Saved entries
__________
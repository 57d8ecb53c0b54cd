use std::path::PathBuf;

use thiserror::Error;

/// Core error type for the scheduler.
#[derive(Debug, Error)]
pub enum CoreError {
    #[error("configuration error: {0}")]
    InvalidConfiguration(String),
    #[error("missing environment variable: {0}")]
    MissingSecret(String),
    #[error("I/O error while reading {path}: {source}")]
    ConfigIo {
        path: PathBuf,
        #[source]
        source: std::io::Error,
    },
    #[error("entity store error: {0}")]
    Store(#[from] StoreError),
    #[error("execution queue error: {0}")]
    Queue(anyhow::Error),
    #[error("broker error: {0}")]
    Broker(anyhow::Error),
    #[error("protocol violation: {0}")]
    ProtocolViolation(String),
    #[error(transparent)]
    Other(#[from] anyhow::Error),
}

impl CoreError {
    pub fn config_io(path: PathBuf, source: std::io::Error) -> Self {
        Self::ConfigIo { path, source }
    }
}

/// Errors raised by the entity store adapter. CAS conflicts are never
/// surfaced here — `modify` absorbs them internally by retrying.
#[derive(Debug, Error)]
pub enum StoreError {
    #[error("no entity found for key {0}")]
    NotFound(String),
    #[error("backend error: {0}")]
    Backend(#[from] anyhow::Error),
}

/// Outcome of handling a single inbound event, as seen by the broker binding
/// deciding whether to ack, nack-and-redeliver, or drop the message.
#[derive(Debug, Clone, PartialEq, Eq)]
pub enum HandlerOutcome {
    /// Handler completed, including idempotent no-op replays. Ack.
    Ack,
    /// Transient failure (store/queue/broker unavailable). Nack and redeliver.
    Nack,
    /// Protocol violation or precondition failure that redelivery cannot
    /// fix. Logged and acked to avoid a poison-message redelivery loop.
    Fatal(String),
}

/// Error type returned by progression-engine handlers, convertible into a
/// [`HandlerOutcome`] at the dispatch boundary.
#[derive(Debug, Error)]
pub enum HandlerError {
    #[error("transient failure: {0}")]
    Transient(#[source] anyhow::Error),
    #[error("protocol violation: {0}")]
    Protocol(String),
}

impl HandlerError {
    pub fn transient(source: impl Into<anyhow::Error>) -> Self {
        Self::Transient(source.into())
    }

    pub fn protocol(message: impl Into<String>) -> Self {
        Self::Protocol(message.into())
    }
}

impl From<StoreError> for HandlerError {
    fn from(err: StoreError) -> Self {
        match err {
            StoreError::NotFound(key) => HandlerError::Protocol(format!("not found: {key}")),
            StoreError::Backend(source) => HandlerError::Transient(source),
        }
    }
}

impl From<HandlerError> for HandlerOutcome {
    fn from(err: HandlerError) -> Self {
        match err {
            HandlerError::Transient(_) => HandlerOutcome::Nack,
            HandlerError::Protocol(message) => HandlerOutcome::Fatal(message),
        }
    }
}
__________
If a line in the data above holds the string "message", copy it.

/// deciding whether to ack, nack-and-redeliver, or drop the message.
    /// fix. Logged and acked to avoid a poison-message redelivery loop.
    pub fn protocol(message: impl Into<String>) -> Self {
        Self::Protocol(message.into())
            HandlerError::Protocol(message) => HandlerOutcome::Fatal(message),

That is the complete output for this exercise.